Task: Beginning with the first line of the data below, extract each line up to and including the one containing "subcategory.is_empty()". Copy them exactly and add nothing.

(Collected data)
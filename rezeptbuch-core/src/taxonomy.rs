//! The fixed category/subcategory table.
//!
//! Both the validator and the sort policy read from a single [`Taxonomy`]
//! value. The server builds it once at startup and shares it behind an `Arc`.

/// Subcategory rank used for everything not listed in a priority table.
pub const UNRANKED: usize = usize::MAX;

/// One category with its allowed subcategories.
#[derive(Debug, Clone, PartialEq, Eq)]
pub struct Category {
    label: String,
    subcategories: Vec<String>,
    priority: Vec<String>,
}

impl Category {
    pub fn new(label: impl Into<String>) -> Self {
        Self {
            label: label.into(),
            subcategories: Vec::new(),
            priority: Vec::new(),
        }
    }

    /// Restrict the category to these subcategories. An empty list leaves
    /// the subcategory unrestricted.
    pub fn with_subcategories<I, S>(mut self, subcategories: I) -> Self
    where
        I: IntoIterator<Item = S>,
        S: Into<String>,
    {
        self.subcategories = subcategories.into_iter().map(Into::into).collect();
        self
    }

    /// Display priority for specific subcategories, highest first.
    pub fn with_priority<I, S>(mut self, priority: I) -> Self
    where
        I: IntoIterator<Item = S>,
        S: Into<String>,
    {
        self.priority = priority.into_iter().map(Into::into).collect();
        self
    }

    pub fn label(&self) -> &str {
        &self.label
    }

    pub fn subcategories(&self) -> &[String] {
        &self.subcategories
    }

    pub fn priority(&self) -> &[String] {
        &self.priority
    }

    /// An empty subcategory is always accepted, as is anything when the
    /// category has no list of its own.
    pub fn accepts(&self, subcategory: &str) -> bool {
        subcategory.is_empty()
            || self.subcategories.is_empty()
            || self.subcategories.iter().any(|s| s == subcategory)
    }

    pub fn subcategory_rank(&self, subcategory: &str) -> Option<usize> {
        self.priority.iter().position(|s| s == subcategory)
    }
}

/// Ordered list of categories. Position in the list is the display rank.
#[derive(Debug, Clone, PartialEq, Eq)]
pub struct Taxonomy {
    categories: Vec<Category>,
}

impl Taxonomy {
    pub fn new(categories: Vec<Category>) -> Self {
        Self { categories }
    }

    /// The table the deployed recipe collection uses. Labels are stored
    /// verbatim in the database and must not be translated.
    pub fn standard() -> Self {
        Self::new(vec![
            Category::new("Frühstück")
                .with_subcategories(["Brot & Aufstriche", "Sonstiges"])
                .with_priority(["Brot & Aufstriche", "Sonstiges"]),
            Category::new("Hauptspeise").with_subcategories([
                "Burger, Wraps & Bowls",
                "Vegetarische Gerichte",
                "Suppen & Eintöpfe",
                "Pasta & Nudeln",
                "Pizza",
                "Reis & Getreidegerichte",
                "Internationale Küche & Currys",
                "Snacks, Beilage & Fingerfood",
                "Basics & Saucen",
                "Curry-Paste",
            ]),
            Category::new("Bakery").with_subcategories([
                "Kuchen & Torten",
                "Plätzchen & Kleingebäck",
                "Sonstiges Gebäck",
            ]),
            Category::new("Snacks & Desserts"),
            Category::new("Drinks")
                .with_subcategories(["Alkoholische Getränke", "Nicht-alkoholische Getränke"])
                .with_priority(["Alkoholische Getränke", "Nicht-alkoholische Getränke"]),
        ])
    }

    pub fn categories(&self) -> &[Category] {
        &self.categories
    }

    /// Exact, case-sensitive lookup.
    pub fn category(&self, label: &str) -> Option<&Category> {
        self.categories.iter().find(|c| c.label == label)
    }

    /// 1-based rank; unknown labels rank after every known category.
    pub fn category_rank(&self, label: &str) -> usize {
        self.categories
            .iter()
            .position(|c| c.label == label)
            .map_or(self.categories.len() + 1, |i| i + 1)
    }

    /// Position in the category's priority table, or [`UNRANKED`].
    pub fn subcategory_rank(&self, category: &str, subcategory: &str) -> usize {
        self.category(category)
            .and_then(|c| c.subcategory_rank(subcategory))
            .unwrap_or(UNRANKED)
    }

    pub fn accepts(&self, category: &str, subcategory: &str) -> bool {
        self.category(category)
            .is_some_and(|c| c.accepts(subcategory))
    }
}

impl Default for Taxonomy {
    fn default() -> Self {
        Self::standard()
    }
}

Answer box:
filename rezeptbuch-core/src/taxonomy.rs
//! The fixed category/subcategory table.
//!
//! Both the validator and the sort policy read from a single [`Taxonomy`]
//! value. The server builds it once at startup and shares it behind an `Arc`.

/// Subcategory rank used for everything not listed in a priority table.
pub const UNRANKED: usize = usize::MAX;

/// One category with its allowed subcategories.
#[derive(Debug, Clone, PartialEq, Eq)]
pub struct Category {
    label: String,
    subcategories: Vec<String>,
    priority: Vec<String>,
}

impl Category {
    pub fn new(label: impl Into<String>) -> Self {
        Self {
            label: label.into(),
            subcategories: Vec::new(),
            priority: Vec::new(),
        }
    }

    /// Restrict the category to these subcategories. An empty list leaves
    /// the subcategory unrestricted.
    pub fn with_subcategories<I, S>(mut self, subcategories: I) -> Self
    where
        I: IntoIterator<Item = S>,
        S: Into<String>,
    {
        self.subcategories = subcategories.into_iter().map(Into::into).collect();
        self
    }

    /// Display priority for specific subcategories, highest first.
    pub fn with_priority<I, S>(mut self, priority: I) -> Self
    where
        I: IntoIterator<Item = S>,
        S: Into<String>,
    {
        self.priority = priority.into_iter().map(Into::into).collect();
        self
    }

    pub fn label(&self) -> &str {
        &self.label
    }

    pub fn subcategories(&self) -> &[String] {
        &self.subcategories
    }

    pub fn priority(&self) -> &[String] {
        &self.priority
    }

    /// An empty subcategory is always accepted, as is anything when the
    /// category has no list of its own.
    pub fn accepts(&self, subcategory: &str) -> bool {
        subcategory.is_empty()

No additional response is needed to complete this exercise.